The jury foreman from the trial involving the fatal shooting of Walter Scott said that while one of his fellow jurors refused to convict the police officer in the case, a handful of others were on the fence about the man's guilt.
“We had one individual who was just deadlocked that he wasn’t changing, yet we had five individuals who were undecided,” Dorsey Montgomery II said Thursday on TODAY.
Montgomery sat on the trial of former South Carolina police officer Michael Slager. The trial ended in mistrial on Monday after the jury failed to reach a unanimous decision.
Last Friday, as the jury deliberated, one of the members sent a letter to the judge saying “I cannot in good conscience consider a guilty verdict.” But Montgomery said the “media misconstrued” the note.
“I believe we could have deliberated just a little bit more to see if we could sway that particular juror and get those who were undecided to make a decision,” he told TODAY.
Slager, who is white, was charged with killing Scott, an unarmed black motorist shot in the back while fleeing on foot. The exchange was caught on videotape and has been played repeatedly since the April 4, 2015, traffic stop.
Slager could have been convicted on either murder or voluntary manslaughter charges. Montgomery said when he first began deliberating he was prepared to convict.
“Initially it was going to be murder,” he said. But after reviewing evidence and reading legal definitions of the charges and “the things that were presented to us by the judged, we had come to find out he didn’t do anything malicious.”
Instead, Montgomery said he believed Slager demonstrated a “brief disturbance in reason” when he shot Scott.
“So based on the law, that would be classified under manslaughter, voluntary manslaughter,” he said.

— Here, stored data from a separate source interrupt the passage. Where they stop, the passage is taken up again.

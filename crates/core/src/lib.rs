pub mod autoscroll;
pub mod layout;
pub mod select;
pub mod timeline;

pub use autoscroll::Autoscroll;
pub use select::{RubberBand, SelectionOutcome};
pub use timeline::{DEFAULT_ROW_LIMIT, MAX_LEAF_SEGMENTS, RenderError, RenderOutcome, Timeline};
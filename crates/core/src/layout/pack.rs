use std::collections::HashMap;

use fishbone_protocol::Color;

/// One renderable event: a row with a non-empty description, resolved to a
/// position on the flattened time axis. Rebuilt from the snapshot every
/// cycle; `lane` is filled in by [`assign_lanes`].
#[derive(Debug, Clone)]
pub struct Event {
    /// Index of the source row in the snapshot.
    pub row: usize,
    /// 0-based position on the flattened leaf axis.
    pub time_index: usize,
    pub label: String,
    pub color: Color,
    pub marked: bool,
    /// Vertical slot, assigned by the packer.
    pub lane: usize,
}

/// Assign each event the smallest lane whose previous occupant is at least
/// `segments_per_card` time indices away, and return the number of lanes
/// used.
///
/// Greedy first-fit in encounter order. Events must already be sorted
/// ascending by `time_index` (ties in row order); the packer then only has
/// to remember, per lane, the index of the last event placed there. The
/// result is deterministic for a fixed input order and guarantees no
/// horizontal overlap, but makes no attempt to minimize the lane count —
/// downstream spacing expects exactly this assignment.
pub fn assign_lanes(events: &mut [Event], segments_per_card: usize) -> usize {
    // lane -> time index of the last event placed in that lane
    let mut last_used: HashMap<usize, usize> = HashMap::new();
    let mut max_lanes = 0;

    for event in events.iter_mut() {
        let mut lane = 0;
        loop {
            match last_used.get(&lane) {
                Some(&last) if event.time_index.saturating_sub(last) < segments_per_card => {
                    lane += 1;
                }
                _ => break,
            }
        }
        last_used.insert(lane, event.time_index);
        event.lane = lane;
        max_lanes = max_lanes.max(lane + 1);
    }

    max_lanes
}
use std::io::stdout;

use anyhow::Result;
use crossterm::{
    event::{
        self, DisableMouseCapture, EnableMouseCapture, Event, KeyCode, KeyEventKind, KeyModifiers,
        MouseButton, MouseEventKind,
    },
    execute,
    terminal::{EnterAlternateScreen, LeaveAlternateScreen, disable_raw_mode, enable_raw_mode},
};
use fishbone_core::{Timeline, autoscroll};
use fishbone_protocol::{Color as FbColor, MarkSink, Point, Viewport};
use ratatui::{
    Terminal,
    backend::CrosstermBackend,
    layout::Rect,
    style::{Color, Modifier, Style},
    widgets::Block,
};

use crate::demo::DemoTable;

/// Logical pixels per terminal row. Columns map 1:1 to pixels, rows are
/// taller, so vertical geometry is scaled down by this factor when mapped
/// to cells.
const PX_PER_ROW: f64 = 4.0;

/// Font size handed to the layout engine; all metrics derive from it.
const FONT_SIZE: f64 = 4.0;

fn to_term_color(c: FbColor) -> Color {
    Color::Rgb(
        (c.r.clamp(0.0, 1.0) * 255.0) as u8,
        (c.g.clamp(0.0, 1.0) * 255.0) as u8,
        (c.b.clamp(0.0, 1.0) * 255.0) as u8,
    )
}

/// A pointer position in scrolled-document pixel space.
fn pointer_px(col: u16, row: u16, scroll_x: f64) -> Point {
    Point::new(
        f64::from(col) + scroll_x,
        (f64::from(row) - 1.0) * PX_PER_ROW + PX_PER_ROW / 2.0,
    )
}

pub fn run(table: &mut DemoTable) -> Result<()> {
    enable_raw_mode()?;
    let mut stdout = stdout();
    execute!(stdout, EnterAlternateScreen, EnableMouseCapture)?;
    let backend = CrosstermBackend::new(stdout);
    let mut terminal = Terminal::new(backend)?;

    let mut timeline = Timeline::new();
    let mut scroll_x: f64 = 0.0;
    let mut status: Option<String> = None;

    loop {
        let term_size = terminal.size()?;
        let viewport = Viewport {
            width: f64::from(term_size.width),
            height: f64::from(term_size.height.saturating_sub(1)) * PX_PER_ROW,
            font_size: FONT_SIZE,
        };

        // The snapshot is rebuilt per frame; any mark mutation from the
        // previous frame shows up here.
        let snapshot = table.snapshot();
        timeline.invalidate();
        let cycle = timeline.begin_cycle();
        match timeline.render(cycle, Some(&snapshot), &viewport) {
            Ok(_) => status = None,
            Err(err) => status = Some(err.to_string()),
        }
        scroll_x = scroll_x.min(timeline.max_scroll(viewport.width));

        let scene = timeline.scene().clone();
        let band_rect = timeline.rubber_band().rect();
        let autoscrolling = timeline.autoscroll().is_enabled();
        let marked = table.marked_count();

        terminal.draw(|frame| {
            let area = frame.area();

            let header_area = Rect::new(0, 0, area.width, 1);
            let title = match &status {
                Some(msg) => format!(" fishbone — {msg} "),
                None => format!(
                    " fishbone — {} cards | {marked} marked | ←→ scroll | a autoscroll{} | c clear | drag select (ctrl adds) | q quit ",
                    scene.cards.len(),
                    if autoscrolling { " ●" } else { "" },
                ),
            };
            let header =
                Block::default()
                    .title(title)
                    .style(Style::default().fg(Color::White).bg(Color::DarkGray));
            frame.render_widget(header, header_area);

            let content = Rect::new(0, 1, area.width, area.height.saturating_sub(1));
            let buf = frame.buffer_mut();

            let to_cell = |x: f64, y: f64| -> Option<(u16, u16)> {
                let col = x - scroll_x;
                if col < 0.0 || col >= f64::from(content.width) || y < 0.0 {
                    return None;
                }
                let row = (y / PX_PER_ROW) as u16;
                if row >= content.height {
                    return None;
                }
                Some((content.x + col as u16, content.y + row))
            };

            // Ruler bands
            for segment in &scene.ruler {
                let Some((col, row)) = to_cell(segment.rect.x.max(scroll_x), segment.rect.y)
                else {
                    continue;
                };
                let end_col = ((segment.rect.right() - scroll_x) as u16).min(content.width);
                let width = (content.x + end_col).saturating_sub(col);
                if width == 0 {
                    continue;
                }
                let bg = if segment.level % 2 == 0 {
                    Color::DarkGray
                } else {
                    Color::Gray
                };
                let mut text = String::from("▏");
                text.push_str(&segment.label);
                for (i, ch) in text.chars().take(width as usize).enumerate() {
                    buf[(col + i as u16, row)]
                        .set_char(ch)
                        .set_fg(Color::White)
                        .set_bg(bg);
                }
                for i in text.chars().count() as u16..width {
                    buf[(col + i, row)].set_char(' ').set_bg(bg);
                }
            }

            // Connectors
            for conn in &scene.connectors {
                let top_row = (conn.rect.y / PX_PER_ROW) as u16;
                let bottom_row = (conn.rect.bottom() / PX_PER_ROW) as u16;
                for row in top_row..=bottom_row {
                    if let Some((col, cell_row)) =
                        to_cell(conn.rect.x, f64::from(row) * PX_PER_ROW)
                    {
                        buf[(col, cell_row)].set_char('│').set_fg(Color::DarkGray);
                    }
                }
            }

            // Cards
            for card in &scene.cards {
                let fill = to_term_color(card.fill);
                let fg = to_term_color(card.text_color);
                let top_row = (card.rect.y / PX_PER_ROW) as u16;
                let rows = ((card.rect.h / PX_PER_ROW) as u16).max(1);
                let label_row = top_row + rows / 2;
                for row in top_row..top_row + rows {
                    let Some((col, cell_row)) = to_cell(card.rect.x, f64::from(row) * PX_PER_ROW)
                    else {
                        continue;
                    };
                    let end_col = ((card.rect.right() - scroll_x) as u16).min(content.width);
                    let width = (content.x + end_col).saturating_sub(col);
                    let text = if row == label_row {
                        if card.marked {
                            format!(" ▶{}", card.label)
                        } else {
                            format!("  {}", card.label)
                        }
                    } else {
                        String::new()
                    };
                    let mut chars = text.chars();
                    for i in 0..width {
                        let cell = &mut buf[(col + i, cell_row)];
                        cell.set_char(chars.next().unwrap_or(' '))
                            .set_fg(fg)
                            .set_bg(fill);
                        if card.marked {
                            cell.set_style(
                                Style::default()
                                    .fg(fg)
                                    .bg(fill)
                                    .add_modifier(Modifier::BOLD),
                            );
                        }
                    }
                }
            }

            // Live rubber band
            if let Some(rect) = band_rect {
                let top_row = (rect.y / PX_PER_ROW) as u16;
                let bottom_row = (rect.bottom() / PX_PER_ROW) as u16;
                for row in top_row..=bottom_row {
                    for x in rect.x as u16..=rect.right() as u16 {
                        if let Some((col, cell_row)) =
                            to_cell(f64::from(x), f64::from(row) * PX_PER_ROW)
                        {
                            buf[(col, cell_row)].set_bg(Color::Rgb(70, 70, 110));
                        }
                    }
                }
            }
        })?;

        // Autoscroll re-schedules itself on the poll tick.
        if event::poll(autoscroll::TICK)? {
            match event::read()? {
                Event::Key(key) if key.kind == KeyEventKind::Press => match key.code {
                    KeyCode::Char('q') | KeyCode::Esc => break,
                    KeyCode::Left => {
                        scroll_x = (scroll_x - FONT_SIZE * 1.5).max(0.0);
                    }
                    KeyCode::Right => {
                        scroll_x =
                            (scroll_x + FONT_SIZE * 1.5).min(timeline.max_scroll(viewport.width));
                    }
                    KeyCode::Char('a') => timeline.autoscroll_mut().toggle(),
                    KeyCode::Char('c') => table.clear_marks(),
                    _ => {}
                },
                Event::Mouse(mouse) => {
                    let at = pointer_px(mouse.column, mouse.row, scroll_x);
                    match mouse.kind {
                        MouseEventKind::Down(MouseButton::Left) => timeline.pointer_down(at),
                        MouseEventKind::Drag(MouseButton::Left) => timeline.pointer_move(at),
                        MouseEventKind::Up(MouseButton::Left) => {
                            let additive = mouse.modifiers.contains(KeyModifiers::CONTROL);
                            timeline.pointer_up(at, additive, table);
                        }
                        MouseEventKind::ScrollLeft => scroll_x = (scroll_x - 6.0).max(0.0),
                        MouseEventKind::ScrollRight => {
                            scroll_x = (scroll_x + 6.0).min(timeline.max_scroll(viewport.width));
                        }
                        _ => {}
                    }
                }
                _ => {}
            }
        } else {
            scroll_x = timeline
                .autoscroll()
                .step(scroll_x, timeline.max_scroll(viewport.width));
        }
    }

    disable_raw_mode()?;
    execute!(
        terminal.backend_mut(),
        LeaveAlternateScreen,
        DisableMouseCapture
    )?;
    terminal.show_cursor()?;

    Ok(())
}
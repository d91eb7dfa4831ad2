mod demo;
mod renderer;

use anyhow::Result;

fn main() -> Result<()> {
    let mut table = demo::DemoTable::new();
    renderer::run(&mut table)
}
pub mod scene;
pub mod table;
pub mod types;

pub use scene::{Card, Connector, RulerSegment, Scene};
pub use table::{AxisNode, MarkMode, MarkSink, Row, TableSnapshot, TimeAxis};
pub use types::{Color, Point, Rect, Viewport};
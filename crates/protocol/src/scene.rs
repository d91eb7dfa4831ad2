use serde::{Deserialize, Serialize};

use crate::types::{Color, Rect};

/// One event card: a filled rectangle with its display text, resolved text
/// color, mark state, and the source row it maps back to for interaction.
#[derive(Debug, Clone, Serialize, Deserialize)]
pub struct Card {
    pub rect: Rect,
    pub fill: Color,
    pub text_color: Color,
    pub label: String,
    pub marked: bool,
    /// Index of the source row in the snapshot.
    pub row: usize,
}

/// The leader line between a card and its point on the time ruler.
#[derive(Debug, Clone, Serialize, Deserialize)]
pub struct Connector {
    pub rect: Rect,
    /// Source row of the card this connector belongs to.
    pub row: usize,
}

/// One segment of the hierarchical time ruler.
#[derive(Debug, Clone, Serialize, Deserialize)]
pub struct RulerSegment {
    pub rect: Rect,
    pub label: String,
    /// Hierarchy level, 0 = topmost band.
    pub level: usize,
    /// First leaf segment this node spans.
    pub leaf_start: usize,
    /// Number of leaf segments spanned (the node's partition weight).
    pub leaf_count: usize,
}

/// The complete geometry output of one layout cycle.
///
/// Stateless value records only — binding them to a rendering surface is
/// the renderer's concern.
#[derive(Debug, Clone, Default, Serialize, Deserialize)]
pub struct Scene {
    pub cards: Vec<Card>,
    pub connectors: Vec<Connector>,
    pub ruler: Vec<RulerSegment>,
}

impl Scene {
    pub fn is_empty(&self) -> bool {
        self.cards.is_empty() && self.connectors.is_empty() && self.ruler.is_empty()
    }

    /// Rows of all cards whose rectangle intersects `area`, deduplicated,
    /// in card order.
    pub fn rows_intersecting(&self, area: &Rect) -> Vec<usize> {
        let mut rows: Vec<usize> = self
            .cards
            .iter()
            .filter(|card| card.rect.intersects(area))
            .map(|card| card.row)
            .collect();
        rows.dedup();
        rows
    }
}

Montgomery, the only black person in the 12-member jury, was asked about the role of race in the trial.
“Due to the society that we live in, race will always be a factor,” he said, but added that he did not believe race played into the decision for “the majority” of the jurors.
Asked about why the lone juror refused to budge about a not guilty verdict, Montgomery would not elaborate.
“He just had his own convictions, and I’ll leave that right there,” he said.